- PROBLEM -
List each line of the data in which the string "observed" appears.

- DATASET -

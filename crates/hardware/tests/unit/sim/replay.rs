//! Replay Driver Tests.
//!
//! Verifies coverage and accuracy accounting against the bounded window of
//! outstanding prefetches, with both scripted and real prefetchers.

use ghb_core::common::addr::LineGeometry;
use ghb_core::common::data::AccessEvent;
use ghb_core::config::GhbConfig;
use ghb_core::prefetch::{GhbPrefetcher, Prefetcher};
use ghb_core::sim::replay::{Replay, ReplayReport};
use pretty_assertions::assert_eq;

use crate::common::harness::strided;
use crate::common::mocks::{FanoutPrefetcher, SilentPrefetcher};

#[test]
fn empty_report_has_zero_ratios() {
    let report = ReplayReport::default();
    assert_eq!(report.coverage(), 0.0);
    assert_eq!(report.accuracy(), 0.0);
}

#[test]
fn silent_prefetcher_covers_nothing() {
    let geo = LineGeometry::default();
    let mut replay = Replay::new(&geo, 8);
    replay.run(&mut SilentPrefetcher, strided(0, 64, 10, None), |_, c| assert!(c.is_empty()));
    let report = replay.into_report();
    assert_eq!(report.accesses, 10);
    assert_eq!(report.covered, 0);
    assert_eq!(report.issued, 0);
}

#[test]
fn demand_hit_on_outstanding_prefetch_is_covered() {
    let geo = LineGeometry::default();
    let mut pf = FanoutPrefetcher::new(0x1000, 3);
    let mut replay = Replay::new(&geo, 8);

    let _ = replay.step(&mut pf, &AccessEvent::new(0x0));
    // Byte address inside the prefetched line still counts.
    let _ = replay.step(&mut pf, &AccessEvent::new(0x2010));

    assert_eq!(
        replay.report(),
        &ReplayReport {
            accesses: 2,
            covered: 1,
            candidates: 6,
            issued: 5,
            redundant: 1,
            evicted_unused: 0,
        }
    );
}

#[test]
fn window_overflow_discards_oldest_prefetch() {
    let geo = LineGeometry::default();
    let mut pf = FanoutPrefetcher::new(0x1000, 3);
    let mut replay = Replay::new(&geo, 2);

    let _ = replay.step(&mut pf, &AccessEvent::new(0x0));
    assert_eq!(replay.report().evicted_unused, 1);

    // 0x1000 was discarded, 0x3000 is still outstanding.
    let _ = replay.step(&mut pf, &AccessEvent::new(0x1000));
    assert_eq!(replay.report().covered, 0);
    let _ = replay.step(&mut pf, &AccessEvent::new(0x3000));
    assert_eq!(replay.report().covered, 1);
}

#[test]
fn zero_window_is_treated_as_one() {
    let geo = LineGeometry::default();
    let mut pf = FanoutPrefetcher::new(64, 1);
    let mut replay = Replay::new(&geo, 0);
    replay.run(&mut pf, strided(0, 64, 4, None), |_, _| {});
    let report = replay.into_report();
    assert_eq!(report.covered, 3);
    assert_eq!(report.accuracy(), 0.75);
}

#[test]
fn ghb_stride_stream_is_covered_after_warmup() {
    let geo = LineGeometry::default();
    let mut pf = GhbPrefetcher::new(GhbConfig::default());
    let mut replay = Replay::new(&geo, 32);
    let mut seen = 0;
    replay.run(&mut pf, strided(0, 64, 21, Some(0x400)), |_, _| seen += 1);
    let report = replay.into_report();

    assert_eq!(seen, 21);
    assert_eq!(report.accesses, 21);
    assert_eq!(report.covered, 19);
    assert!(report.coverage() > 0.85);
    assert!(report.accuracy() > 0.0 && report.accuracy() <= 1.0);
}

#[test]
fn replay_accepts_trait_objects() {
    let geo = LineGeometry::default();
    let mut boxed: Box<dyn Prefetcher> = Box::new(FanoutPrefetcher::new(64, 2));
    let mut replay = Replay::new(&geo, 4);
    replay.run(boxed.as_mut(), strided(0, 64, 3, None), |_, _| {});
    assert_eq!(replay.report().covered, 2);
}
//! Stride detection and amplification.
//!
//! A stride is a non-zero delta that repeats at the end of the history. The
//! longer the run, the further ahead the progression `s, 2s, 3s, ...` is
//! projected, up to a ceiling tied to the configured degree. A history that
//! alternates between two deltas projects the most recent one a few steps.

use super::{PredictionContext, PredictionInput, PredictionSource, Strategy, close, within};
use crate::config::TuningConfig;

/// Number of identical deltas at the end of `deltas` (0 for an empty slice).
pub fn trailing_run(deltas: &[i64]) -> usize {
    let Some(&last) = deltas.last() else {
        return 0;
    };
    deltas.iter().rev().take_while(|&&d| d == last).count()
}

/// Progression length for a stride observed `run` times in a row.
///
/// At least `degree`, growing with the run but capped at `degree` for runs
/// of two, `degree + 1` for three, `degree + 2` for four or five, and
/// `2 * degree` (never less than `degree + 2`) beyond that.
pub fn run_length(degree: usize, run: usize) -> usize {
    let ceiling = match run {
        0..=2 => degree,
        3 => degree.saturating_add(1),
        4 | 5 => degree.saturating_add(2),
        _ => degree.saturating_mul(2).max(degree.saturating_add(2)),
    };
    run.max(degree).min(ceiling)
}

/// `stride, 2*stride, ..., count*stride`, saturating at the i64 range.
pub fn progression(stride: i64, count: usize) -> Vec<i64> {
    (1..=count as i64).map(|k| stride.saturating_mul(k)).collect()
}

/// Projects an established constant stride.
///
/// Fires when the last two deltas of the primary sequence are equal,
/// non-zero and smaller than `stride_limit`.
#[derive(Debug, Clone, Copy, Default)]
pub struct StrideRun;

impl Strategy for StrideRun {
    fn source(&self) -> PredictionSource {
        PredictionSource::Stride
    }

    fn propose(&self, ctx: &PredictionContext<'_>, input: &PredictionInput<'_>) -> Vec<i64> {
        let deltas = input.primary;
        let [.., prev, last] = deltas else {
            return Vec::new();
        };
        if prev != last || *last == 0 || !within(*last, ctx.config.tuning.stride_limit) {
            return Vec::new();
        }
        let count = run_length(ctx.config.degree, trailing_run(deltas));
        progression(*last, count)
    }
}

/// Longest progression projected from an alternating history.
pub const ALTERNATING_DEPTH: usize = 3;

/// Projects the latest delta of an `A, B, A, B` history.
///
/// Fires when the last four deltas alternate between two different values
/// and the latest is non-zero and smaller than `stride_limit`. Emits
/// `last, 2*last, ...` up to `min(degree, ALTERNATING_DEPTH)` deltas.
#[derive(Debug, Clone, Copy, Default)]
pub struct AlternatingStride;

impl Strategy for AlternatingStride {
    fn source(&self) -> PredictionSource {
        PredictionSource::Stride
    }

    fn propose(&self, ctx: &PredictionContext<'_>, input: &PredictionInput<'_>) -> Vec<i64> {
        let [.., a0, b0, a1, b1] = input.primary else {
            return Vec::new();
        };
        if a0 != a1 || b0 != b1 || a1 == b1 {
            return Vec::new();
        }
        if *b1 == 0 || !within(*b1, ctx.config.tuning.stride_limit) {
            return Vec::new();
        }
        progression(*b1, ctx.config.degree.min(ALTERNATING_DEPTH))
    }
}

/// Tops up `predicted` with multiples of a stride until it holds `target` deltas.
///
/// Two sources of stride are tried in order:
/// 1. A prediction within tolerance of the last observed delta: appends
///    `p * (i + 1)` for each free slot `i`, stopping at the first duplicate.
/// 2. The last observed delta itself, if it repeats (within tolerance) in the
///    preceding five deltas: appends `d, 2d, ...`, skipping duplicates.
///
/// Strides at or above `amplify_limit` are never amplified.
pub fn amplify(
    predicted: &mut Vec<i64>,
    chronological: &[i64],
    target: usize,
    tuning: &TuningConfig,
) {
    let tol = tuning.stride_tolerance;
    let n = chronological.len();
    if predicted.len() >= target || n < 2 {
        return;
    }
    let last = chronological[n - 1];

    let matched = predicted
        .iter()
        .copied()
        .find(|&p| p != 0 && close(p, last, tol) && within(p, tuning.amplify_limit));
    if let Some(stride) = matched {
        while predicted.len() < target {
            let next = stride.saturating_mul(predicted.len() as i64 + 1);
            if predicted.iter().any(|&e| close(e, next, tol)) {
                break;
            }
            predicted.push(next);
        }
    }

    if predicted.len() >= target || n < 3 || last == 0 || !within(last, tuning.amplify_limit) {
        return;
    }
    let repeats = chronological[..n - 1]
        .iter()
        .rev()
        .take(5)
        .take_while(|&&d| close(d, last, tol))
        .count();
    if repeats == 0 {
        return;
    }
    let slots = target - predicted.len();
    for k in 1..=slots as i64 {
        if predicted.len() >= target {
            break;
        }
        let next = last.saturating_mul(k);
        if !predicted.iter().any(|&e| close(e, next, tol)) {
            predicted.push(next);
        }
    }
}
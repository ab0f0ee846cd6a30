//! Prefetcher statistics collection and reporting.
//!
//! This module tracks what the GHB prefetcher did with each access. It provides:
//! 1. **Learning:** How often PC- and page-keyed delta sequences were available.
//! 2. **Prediction:** Which cascade stage produced each prediction.
//! 3. **Emission:** Candidates issued and dropped by the page or range filters.
//! 4. **Table:** Pattern table occupancy and refused rows.

use serde::Serialize;

use crate::prefetch::predictor::PredictionSource;

/// Prefetcher statistics.
#[derive(Debug, Clone, Default, PartialEq, Eq, Serialize)]
pub struct PrefetchStats {
    /// Accesses observed.
    pub accesses: u64,
    /// Accesses with a non-empty PC-keyed delta sequence.
    pub pc_patterns: u64,
    /// Accesses with a non-empty page-keyed delta sequence.
    pub page_patterns: u64,

    /// Predictions produced by stride detection.
    pub stride_predictions: u64,
    /// Predictions produced by the pattern table.
    pub table_predictions: u64,
    /// Predictions produced by the frequency/recency fallback.
    pub fallback_predictions: u64,
    /// Accesses that produced no prediction.
    pub no_prediction: u64,

    /// Prefetch candidates emitted.
    pub candidates_issued: u64,
    /// Candidates dropped for crossing into another page.
    pub dropped_cross_page: u64,
    /// Candidates dropped because the address would leave the 64-bit range.
    pub dropped_overflow: u64,

    /// Pattern table rows currently held.
    pub pattern_rows: u64,
    /// Observations refused because the pattern table was full.
    pub pattern_rows_refused: u64,
}

impl PrefetchStats {
    /// Counts one prediction from `source`.
    pub fn record_source(&mut self, source: PredictionSource) {
        match source {
            PredictionSource::Stride => self.stride_predictions += 1,
            PredictionSource::Table => self.table_predictions += 1,
            PredictionSource::Fallback => self.fallback_predictions += 1,
        }
    }

    /// Total accesses that produced a prediction.
    pub fn predictions(&self) -> u64 {
        self.stride_predictions + self.table_predictions + self.fallback_predictions
    }

    /// Fraction of accesses that produced a prediction.
    pub fn prediction_rate(&self) -> f64 {
        if self.accesses == 0 {
            0.0
        } else {
            self.predictions() as f64 / self.accesses as f64
        }
    }

    /// Resets every counter to zero.
    pub fn clear(&mut self) {
        *self = Self::default();
    }

    /// Prints selected sections to stdout.
    ///
    /// Sections: `summary`, `sources`, `emission`, `table`. An empty slice
    /// prints everything.
    pub fn print_sections(&self, sections: &[String]) {
        let want = |s: &str| sections.is_empty() || sections.iter().any(|x| x == s);
        let acc = self.accesses.max(1) as f64;

        if want("summary") {
            println!("\n==========================================================");
            println!("GHB PREFETCHER STATISTICS");
            println!("==========================================================");
            println!("accesses                 {}", self.accesses);
            println!("pc_patterns              {}", self.pc_patterns);
            println!("page_patterns            {}", self.page_patterns);
            println!("prediction_rate          {:.4}", self.prediction_rate());
            println!("----------------------------------------------------------");
        }
        if want("sources") {
            println!("PREDICTION SOURCES");
            println!(
                "  source.stride          {} ({:.2}%)",
                self.stride_predictions,
                self.stride_predictions as f64 / acc * 100.0
            );
            println!(
                "  source.table           {} ({:.2}%)",
                self.table_predictions,
                self.table_predictions as f64 / acc * 100.0
            );
            println!(
                "  source.fallback        {} ({:.2}%)",
                self.fallback_predictions,
                self.fallback_predictions as f64 / acc * 100.0
            );
            println!(
                "  source.none            {} ({:.2}%)",
                self.no_prediction,
                self.no_prediction as f64 / acc * 100.0
            );
            println!("----------------------------------------------------------");
        }
        if want("emission") {
            println!("EMISSION");
            println!("  candidates.issued      {}", self.candidates_issued);
            println!("  dropped.cross_page     {}", self.dropped_cross_page);
            println!("  dropped.overflow       {}", self.dropped_overflow);
            println!("----------------------------------------------------------");
        }
        if want("table") {
            println!("PATTERN TABLE");
            println!("  rows                   {}", self.pattern_rows);
            println!("  rows.refused           {}", self.pattern_rows_refused);
            println!("==========================================================");
        }
    }

    /// Prints every section.
    pub fn print(&self) {
        self.print_sections(&[]);
    }
}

- OUTPUT FOR THIS EXERCISE -
/// Progression length for a stride observed `run` times in a row.
/// 1. A prediction within tolerance of the last observed delta: appends
/// 2. The last observed delta itself, if it repeats (within tolerance) in the
    /// Accesses observed.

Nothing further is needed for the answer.